Ingham County Expands COVID-19 Vaccine Eligibility As Locals Share Experiences

Ingham County Expands COVID-19 Vaccine Eligibility As Locals Share Experiences

INGHAM COUNTY - Ingham County is doing their part in the fight against the coronavirus pandemic by distributing more doses of the COVID-19 vaccine.

As of January 28, the county vaccinated 5,400 healthcare workers, 1,800 first responders, childcare workers and teachers, and 2,200 residents ages 70 and up.

Kaitlyn Narezo, an Okemos resident, said she was skeptical before getting the Moderna vaccine.

“I didn’t do all the research that I should have, so I just had all these thoughts of was it rushed,” said Narezo. “But once I sat down, I did the research myself and I also talked to a couple doctors, they all recommended that I should get it and they basically just informed me so that I could make the best decision for myself.”

Narezo said after her first dose of the vaccine she had body aches and chills the first day but woke up fine the next day. After her second dose, she said she felt more symptoms of the flu and developed a fever, but the symptoms went away after a couple days.
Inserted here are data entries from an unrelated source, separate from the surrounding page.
//! Persisted user settings.
//!
//! Settings are a small JSON document holding the camera mode, post-processing
//! flags and debug flags. On native they are read from and written to a file;
//! in the browser they are kept in `localStorage` under a single key.
//!
//! Unknown or malformed content never prevents startup: a parse failure logs a
//! warning and falls back to defaults, and missing fields take their default.

use std::{
    fmt,
    path::{Path, PathBuf},
    time::Duration,
};

use bevy::prelude::*;
use serde::{Deserialize, Serialize};
use skidpad::{CarConfig, ConfigError};
use web_time::Instant;

use crate::camera::CameraMode;

/// Minimum time between two writes of the settings file.
const SAVE_INTERVAL: Duration = Duration::from_millis(500);

// ============================================================================
// Settings
// ============================================================================

/// User-adjustable settings.
#[derive(Resource, Clone, Debug, PartialEq, Serialize, Deserialize)]
#[serde(default)]
pub struct Settings {
    pub camera_mode: CameraMode,
    pub post_processing: PostProcessingSettings,
    pub debug: DebugSettings,
}

impl Default for Settings {
    fn default() -> Self {
        Self {
            camera_mode: CameraMode::Follow,
            post_processing: PostProcessingSettings::default(),
            debug: DebugSettings::default(),
        }
    }
}

/// Post-processing effects applied to the main camera.
#[derive(Clone, Debug, PartialEq, Serialize, Deserialize)]
#[serde(default)]
pub struct PostProcessingSettings {
    pub bloom: bool,
    pub depth_of_field: bool,
    pub tonemapping: bool,
}

impl Default for PostProcessingSettings {
    fn default() -> Self {
        Self {
            bloom: true,
            depth_of_field: false,
            tonemapping: true,
        }
    }
}

/// Debug overlays.
#[derive(Clone, Debug, Default, PartialEq, Serialize, Deserialize)]
#[serde(default)]
pub struct DebugSettings {
    pub show_performance: bool,
    pub show_shadow_helper: bool,
    pub physics_debug: bool,
}

impl Settings {
    /// Parse settings from JSON text, falling back to defaults on error.
    pub fn from_json_or_default(text: &str) -> Self {
        match serde_json::from_str(text) {
            Ok(settings) => settings,
            Err(e) => {
                tracing::warn!("Ignoring malformed settings: {e}");
                Self::default()
            }
        }
    }

    pub fn to_json(&self) -> Result<String, SettingsError> {
        Ok(serde_json::to_string_pretty(self)?)
    }
}

// ============================================================================
// Errors
// ============================================================================

/// Failure to read or write a settings or car file.
#[derive(Debug)]
pub enum SettingsError {
    /// Filesystem error.
    Io(std::io::Error),
    /// JSON encoding or decoding error.
    Json(serde_json::Error),
    /// The file parsed but describes an unusable car.
    InvalidCar(ConfigError),
    /// `localStorage` is unavailable or refused the operation.
    #[cfg(target_family = "wasm")]
    Browser(String),
}

impl fmt::Display for SettingsError {
    fn fmt(&self, f: &mut fmt::Formatter<'_>) -> fmt::Result {
        match self {
            SettingsError::Io(e) => write!(f, "I/O error: {e}"),
            SettingsError::Json(e) => write!(f, "JSON error: {e}"),
            SettingsError::InvalidCar(e) => write!(f, "invalid car: {e}"),
            #[cfg(target_family = "wasm")]
            SettingsError::Browser(e) => write!(f, "browser storage error: {e}"),
        }
    }
}

impl std::error::Error for SettingsError {
    fn source(&self) -> Option<&(dyn std::error::Error + 'static)> {
        match self {
            SettingsError::Io(e) => Some(e),
            SettingsError::Json(e) => Some(e),
            SettingsError::InvalidCar(e) => Some(e),
            #[cfg(target_family = "wasm")]
            SettingsError::Browser(_) => None,
        }
    }
}

impl From<std::io::Error> for SettingsError {
    fn from(err: std::io::Error) -> Self {
        SettingsError::Io(err)
    }
}

impl From<serde_json::Error> for SettingsError {
    fn from(err: serde_json::Error) -> Self {
        SettingsError::Json(err)
    }
}

impl From<ConfigError> for SettingsError {
    fn from(err: ConfigError) -> Self {
        SettingsError::InvalidCar(err)
    }
}

// ============================================================================
// Storage
// ============================================================================

/// Where settings are persisted.
#[derive(Debug)]
enum Backend {
    /// Settings JSON held for the session only.
    Memory(Option<String>),
    /// A JSON file on disk.
    File(PathBuf),
    /// A `localStorage` entry.
    #[cfg(target_family = "wasm")]
    Browser { key: String },
}

impl Backend {
    /// Stored JSON text, or `None` when nothing has been saved yet.
    fn read(&self) -> Result<Option<String>, SettingsError> {
        match self {
            Backend::Memory(text) => Ok(text.clone()),
            Backend::File(path) => match std::fs::read_to_string(path) {
                Ok(text) => Ok(Some(text)),
                Err(e) if e.kind() == std::io::ErrorKind::NotFound => Ok(None),
                Err(e) => Err(e.into()),
            },
            #[cfg(target_family = "wasm")]
            Backend::Browser { key } => browser::local_storage()?
                .get_item(key)
                .map_err(browser::js_error),
        }
    }

    fn write(&mut self, text: String) -> Result<(), SettingsError> {
        match self {
            Backend::Memory(stored) => {
                *stored = Some(text);
                Ok(())
            }
            Backend::File(path) => Ok(std::fs::write(path, text)?),
            #[cfg(target_family = "wasm")]
            Backend::Browser { key } => browser::local_storage()?
                .set_item(key, &text)
                .map_err(browser::js_error),
        }
    }
}

impl fmt::Display for Backend {
    fn fmt(&self, f: &mut fmt::Formatter<'_>) -> fmt::Result {
        match self {
            Backend::Memory(_) => write!(f, "memory"),
            Backend::File(path) => write!(f, "{}", path.display()),
            #[cfg(target_family = "wasm")]
            Backend::Browser { key } => write!(f, "localStorage[{key}]"),
        }
    }
}

#[cfg(target_family = "wasm")]
mod browser {
    use super::SettingsError;

    pub fn local_storage() -> Result<web_sys::Storage, SettingsError> {
        let window =
            web_sys::window().ok_or_else(|| SettingsError::Browser("no window".to_string()))?;
        window
            .local_storage()
            .map_err(js_error)?
            .ok_or_else(|| SettingsError::Browser("localStorage unavailable".to_string()))
    }

    pub fn js_error(value: wasm_bindgen::JsValue) -> SettingsError {
        SettingsError::Browser(format!("{value:?}"))
    }
}

/// Persisted settings with throttled writes.
#[derive(Resource, Debug)]
pub struct SettingsStore {
    backend: Backend,
    last_save: Option<Instant>,
    dirty: bool,
}

impl SettingsStore {
    fn with_backend(backend: Backend) -> Self {
        Self {
            backend,
            last_save: None,
            dirty: false,
        }
    }

    /// Settings kept for this session only.
    #[cfg_attr(target_family = "wasm", allow(dead_code))]
    pub fn memory() -> Self {
        Self::with_backend(Backend::Memory(None))
    }

    /// Settings stored in a JSON file.
    pub fn file(path: PathBuf) -> Self {
        Self::with_backend(Backend::File(path))
    }

    /// Settings stored in the browser's `localStorage` under `key`.
    #[cfg(target_family = "wasm")]
    pub fn browser(key: &str) -> Self {
        Self::with_backend(Backend::Browser {
            key: key.to_string(),
        })
    }

    /// Load settings, using defaults when nothing is stored or the stored
    /// value cannot be read.
    pub fn load(&self) -> Settings {
        match self.backend.read() {
            Ok(Some(text)) => Settings::from_json_or_default(&text),
            Ok(None) => Settings::default(),
            Err(e) => {
                tracing::warn!("Failed to read settings from {}: {e}", self.backend);
                Settings::default()
            }
        }
    }

    /// Write settings to the store.
    pub fn save(&mut self, settings: &Settings) -> Result<(), SettingsError> {
        self.dirty = false;
        self.last_save = Some(Instant::now());
        self.backend.write(settings.to_json()?)?;
        tracing::debug!("Saved settings to {}", self.backend);
        Ok(())
    }

    fn mark_dirty(&mut self) {
        self.dirty = true;
    }

    fn save_due(&self) -> bool {
        self.dirty
            && self
                .last_save
                .is_none_or(|last| last.elapsed() >= SAVE_INTERVAL)
    }
}

/// Load a car description from a JSON file and validate it.
pub fn load_car_config(path: &Path) -> Result<CarConfig, SettingsError> {
    let text = std::fs::read_to_string(path)?;
    let config: CarConfig = serde_json::from_str(&text)?;
    config.validate()?;
    Ok(config)
}

// ============================================================================
// Plugin
// ============================================================================

/// Plugin that persists [`Settings`] whenever they change.
pub struct SettingsPlugin;

impl Plugin for SettingsPlugin {
    fn build(&self, app: &mut App) {
        app.add_systems(Last, persist_settings);
    }
}

/// Write settings after a change, at most once per [`SAVE_INTERVAL`].
fn persist_settings(settings: Res<Settings>, mut store: ResMut<SettingsStore>) {
    if settings.is_changed() && !settings.is_added() {
        store.mark_dirty();
    }
    if !store.save_due() {
        return;
    }
    if let Err(e) = store.save(&settings) {
        tracing::warn!("Failed to save settings: {e}");
    }
}

#[cfg(test)]
mod tests {
    use super::*;

    #[test]
    fn test_missing_fields_use_defaults() {
        let settings = Settings::from_json_or_default(r#"{ "camera_mode": "orbit" }"#);
        assert_eq!(settings.camera_mode, CameraMode::Orbit);
        assert_eq!(settings.post_processing, PostProcessingSettings::default());
    }

    #[test]
    fn test_malformed_falls_back() {
        assert_eq!(Settings::from_json_or_default("{ nope"), Settings::default());
        assert_eq!(
            Settings::from_json_or_default(r#"{ "camera_mode": "sideways" }"#),
            Settings::default()
        );
    }

    #[test]
    fn test_json_text_round_trip() {
        let mut settings = Settings::default();
        settings.debug.show_shadow_helper = true;
        settings.post_processing.bloom = false;
        let text = settings.to_json().unwrap();
        assert_eq!(Settings::from_json_or_default(&text), settings);
    }

    #[test]
    fn test_file_store() {
        let dir = tempfile::TempDir::new().unwrap();
        let path = dir.path().join("settings.json");
        let mut store = SettingsStore::file(path.clone());

        // Missing file loads defaults.
        assert_eq!(store.load(), Settings::default());

        let settings = Settings {
            camera_mode: CameraMode::Orbit,
            ..Default::default()
        };
        store.save(&settings).unwrap();
        assert!(path.exists());
        assert_eq!(store.load(), settings);
    }

    #[test]
    fn test_memory_store() {
        let mut store = SettingsStore::memory();
        assert_eq!(store.load(), Settings::default());

        let mut settings = Settings::default();
        settings.debug.physics_debug = true;
        settings.camera_mode = CameraMode::Orbit;
        store.save(&settings).unwrap();
        assert_eq!(store.load(), settings);
    }

    #[test]
    fn test_unparseable_stored_value_falls_back() {
        let store = SettingsStore::with_backend(Backend::Memory(Some("[1, 2".to_string())));
        assert_eq!(store.load(), Settings::default());

        let store = SettingsStore::with_backend(Backend::Memory(Some(
            r#"{ "post_processing": { "bloom": false } }"#.to_string(),
        )));
        let settings = store.load();
        assert!(!settings.post_processing.bloom);
        assert_eq!(settings.debug, DebugSettings::default());
    }

    #[test]
    fn test_unreadable_file_falls_back() {
        let dir = tempfile::TempDir::new().unwrap();
        // A directory cannot be read as a file.
        let store = SettingsStore::file(dir.path().to_path_buf());
        assert_eq!(store.load(), Settings::default());
    }

    #[test]
    fn test_save_is_throttled() {
        let mut store = SettingsStore::memory();
        assert!(!store.save_due());
        store.mark_dirty();
        assert!(store.save_due());
        store.save(&Settings::default()).unwrap();
        store.mark_dirty();
        assert!(!store.save_due());
    }

    #[test]
    fn test_load_car_config() {
        let dir = tempfile::TempDir::new().unwrap();
        let path = dir.path().join("car.json");

        std::fs::write(&path, r#"{ "name": "Kart", "driving": { "engine_force": 900.0 } }"#)
            .unwrap();
        let car = load_car_config(&path).unwrap();
        assert_eq!(car.name, "Kart");
        assert_eq!(car.driving.engine_force, 900.0);

        std::fs::write(&path, r#"{ "dimensions": { "wheel_radius": -1.0 } }"#).unwrap();
        assert!(matches!(
            load_car_config(&path),
            Err(SettingsError::InvalidCar(_))
        ));

        assert!(matches!(
            load_car_config(&dir.path().join("missing.json")),
            Err(SettingsError::Io(_))
        ));
    }
}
“I felt like it was something I needed to do, so that we can stop the spread of COVID,” said Narezo. “I do think I would do it again. Even though I did have side effects and everything, if we have booster shots in the future, I’ll definitely keep up with those.”
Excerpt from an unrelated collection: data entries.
//! Chase camera that follows the car.

use bevy::prelude::*;
use skidpad::{ChaseCamera, ChaseCameraConfig, ChasePolicy, TrailSmoothing, VehiclePose};

use crate::vehicle::Car;

use super::MainCamera;

/// Decay rate of the frame-rate independent trail, in 1/s.
const SMOOTH_TRAIL_DECAY_RATE: f32 = 6.0;

/// Selectable chase camera presets.
#[derive(Default, PartialEq, Eq, Clone, Copy, Debug)]
#[cfg_attr(not(target_family = "wasm"), derive(clap::ValueEnum))]
pub enum ChaseStyle {
    /// Eases a tenth of the way toward the target each frame.
    #[default]
    Trail,
    /// Eases toward the target at a fixed rate per second.
    SmoothTrail,
    /// Rigid camera that swings opposite to the steering.
    Swing,
}

impl ChaseStyle {
    pub fn config(self) -> ChaseCameraConfig {
        match self {
            ChaseStyle::Trail => ChaseCameraConfig::default(),
            ChaseStyle::SmoothTrail => ChaseCameraConfig {
                policy: ChasePolicy::SmoothedTrail {
                    smoothing: TrailSmoothing::Exponential {
                        decay_rate: SMOOTH_TRAIL_DECAY_RATE,
                    },
                },
                ..Default::default()
            },
            ChaseStyle::Swing => ChaseCameraConfig::steering_swing(Vec3::new(0.0, 3.0, 13.0), 1.0),
        }
    }
}

/// Chase rig state on the main camera.
#[derive(Component)]
pub struct ChaseRig {
    pub camera: ChaseCamera,
}

/// The car entity the chase rig follows.
#[derive(Component)]
pub struct ChaseTarget(pub Entity);

/// Hand the car to the chase rig once both exist.
pub(super) fn attach_chase_target(
    mut commands: Commands,
    camera_query: Query<Entity, (With<MainCamera>, With<ChaseRig>, Without<ChaseTarget>)>,
    car_query: Query<Entity, With<Car>>,
) {
    let Some(car) = car_query.iter().next() else {
        return;
    };
    for camera in &camera_query {
        commands.entity(camera).insert(ChaseTarget(car));
        tracing::debug!("Chase camera following {car:?}");
    }
}

/// Place the camera behind its target car.
///
/// Does nothing for a camera whose target has not been spawned or is gone.
pub(super) fn chase_camera_system(
    time: Res<Time>,
    mut camera_query: Query<(&mut Transform, &mut ChaseRig, &ChaseTarget), Without<Car>>,
    car_query: Query<(&Transform, &Car)>,
) {
    let dt = time.delta_secs();

    for (mut transform, mut rig, target) in &mut camera_query {
        let car = car_query.get(target.0).ok();
        let pose = car.map(|(car_transform, _)| {
            VehiclePose::new(car_transform.translation, car_transform.rotation)
        });
        let steering = car.map_or(0.0, |(_, car)| car.controller.steering_value());

        let Some(camera_pose) = rig
            .camera
            .update(transform.translation, pose, steering, dt)
        else {
            continue;
        };

        transform.translation = camera_pose.position;
        transform.look_at(camera_pose.look_at, Vec3::Y);
    }
}

#[cfg(test)]
mod tests {
    use super::*;

    #[test]
    fn test_presets_are_valid() {
        for style in [ChaseStyle::Trail, ChaseStyle::SmoothTrail, ChaseStyle::Swing] {
            assert!(ChaseCamera::new(style.config()).is_ok(), "{style:?}");
        }
    }
}
//! Egui overlay: performance window, debug window and the speed HUD.
//!
//! The debug and performance windows hide together with Q; the speed HUD is
//! always shown.

mod debug;
mod performance;
mod speed;

use bevy::{diagnostic::FrameTimeDiagnosticsPlugin, prelude::*};
use bevy_egui::{EguiPlugin, EguiPrimaryContextPass};
use leafwing_input_manager::prelude::*;

use crate::{input::DemoAction, settings::Settings};

/// Resource controlling whether the debug UI is visible.
#[derive(Resource)]
pub struct UiVisible(pub bool);

impl Default for UiVisible {
    fn default() -> Self {
        Self(true)
    }
}

/// Plugin for the egui overlay.
pub struct DebugUiPlugin;

impl Plugin for DebugUiPlugin {
    fn build(&self, app: &mut App) {
        app.add_plugins(EguiPlugin::default())
            .add_plugins(FrameTimeDiagnosticsPlugin::default())
            .init_resource::<UiVisible>()
            .init_resource::<performance::FrameTimeHistory>()
            .add_systems(
                Update,
                (toggle_ui_visible, performance::record_frame_time),
            )
            .add_systems(
                EguiPrimaryContextPass,
                (
                    debug::debug_window_system.run_if(ui_visible),
                    performance::performance_window_system
                        .run_if(ui_visible.and(performance_enabled)),
                    speed::speed_hud_system,
                ),
            );
    }
}

fn ui_visible(visible: Res<UiVisible>) -> bool {
    visible.0
}

fn performance_enabled(settings: Res<Settings>) -> bool {
    settings.debug.show_performance
}

/// Toggle UI visibility with Q.
fn toggle_ui_visible(
    action_query: Query<&ActionState<DemoAction>>,
    mut visible: ResMut<UiVisible>,
) {
    let Ok(action_state) = action_query.single() else {
        return;
    };

    if action_state.just_pressed(&DemoAction::ToggleUi) {
        visible.0 = !visible.0;
    }
}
Richard Hansen, the owner of Ivy Rehab Physical Therapy in Okemos, said he wasn’t too skeptical about getting the Pfizer vaccine.
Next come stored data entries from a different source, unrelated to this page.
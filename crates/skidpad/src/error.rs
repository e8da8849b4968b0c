//! Error types for the skidpad crate.

use std::fmt;

/// Result type for configuration validation.
pub type Result<T> = std::result::Result<T, ConfigError>;

/// A configuration value that cannot drive a vehicle or rig.
///
/// Raised once at construction time; nothing in the per-tick path is fallible.
#[derive(Debug, Clone, PartialEq)]
pub enum ConfigError {
    /// A value that must be strictly positive was zero or negative.
    NotPositive {
        /// Name of the offending field.
        field: &'static str,
        /// The rejected value.
        value: f32,
    },
    /// A value was NaN or infinite.
    NotFinite {
        /// Name of the offending field.
        field: &'static str,
    },
    /// A value fell outside its allowed range.
    OutOfRange {
        /// Name of the offending field.
        field: &'static str,
        /// The rejected value.
        value: f32,
        /// Inclusive lower bound.
        min: f32,
        /// Inclusive upper bound.
        max: f32,
    },
}

impl fmt::Display for ConfigError {
    fn fmt(&self, f: &mut fmt::Formatter<'_>) -> fmt::Result {
        match self {
            ConfigError::NotPositive { field, value } => {
                write!(f, "{field} must be greater than zero, got {value}")
            }
            ConfigError::NotFinite { field } => write!(f, "{field} must be finite"),
            ConfigError::OutOfRange {
                field,
                value,
                min,
                max,
            } => write!(f, "{field} must be within [{min}, {max}], got {value}"),
        }
    }
}

impl std::error::Error for ConfigError {}

/// Check that `value` is finite and strictly positive.
pub(crate) fn ensure_positive(field: &'static str, value: f32) -> Result<()> {
    ensure_finite(field, value)?;
    if value <= 0.0 {
        return Err(ConfigError::NotPositive { field, value });
    }
    Ok(())
}

/// Check that `value` is finite.
pub(crate) fn ensure_finite(field: &'static str, value: f32) -> Result<()> {
    if value.is_finite() {
        Ok(())
    } else {
        Err(ConfigError::NotFinite { field })
    }
}

/// Check that `value` is finite and within `[min, max]`.
pub(crate) fn ensure_in_range(field: &'static str, value: f32, min: f32, max: f32) -> Result<()> {
    ensure_finite(field, value)?;
    if value < min || value > max {
        return Err(ConfigError::OutOfRange {
            field,
            value,
            min,
            max,
        });
    }
    Ok(())
}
“We put worst things in our body every day I think,” said Hansen. “If it helps and it keeps somebody else from not getting COVID, that’s good.”

Hansen said after receiving both vaccines the only thing he felt was a sore shoulder. He added that his wife, who also received the vaccine, had achy muscles for about a day after her vaccine doses.

“I don’t consider a sore shoulder a side effect of a vaccine, that’s just what it is. I think any vaccine whether you get flu or anything else you’re gonna have a soreness where they stick the needle in,” said Hansen. “So, if it does what it’s supposed to do, and it’s as safe as it’s made out to be and people get it and it stops COVID from spreading, then absolutely no doubt in my mind that it’s worth it.”

The demand for the vaccine is exceeding the number of vaccines the health department currently has in their possession. However, at the end of January, the health department announced seniors in the community, ages 65 to 69, can start making appointments to receive the vaccine.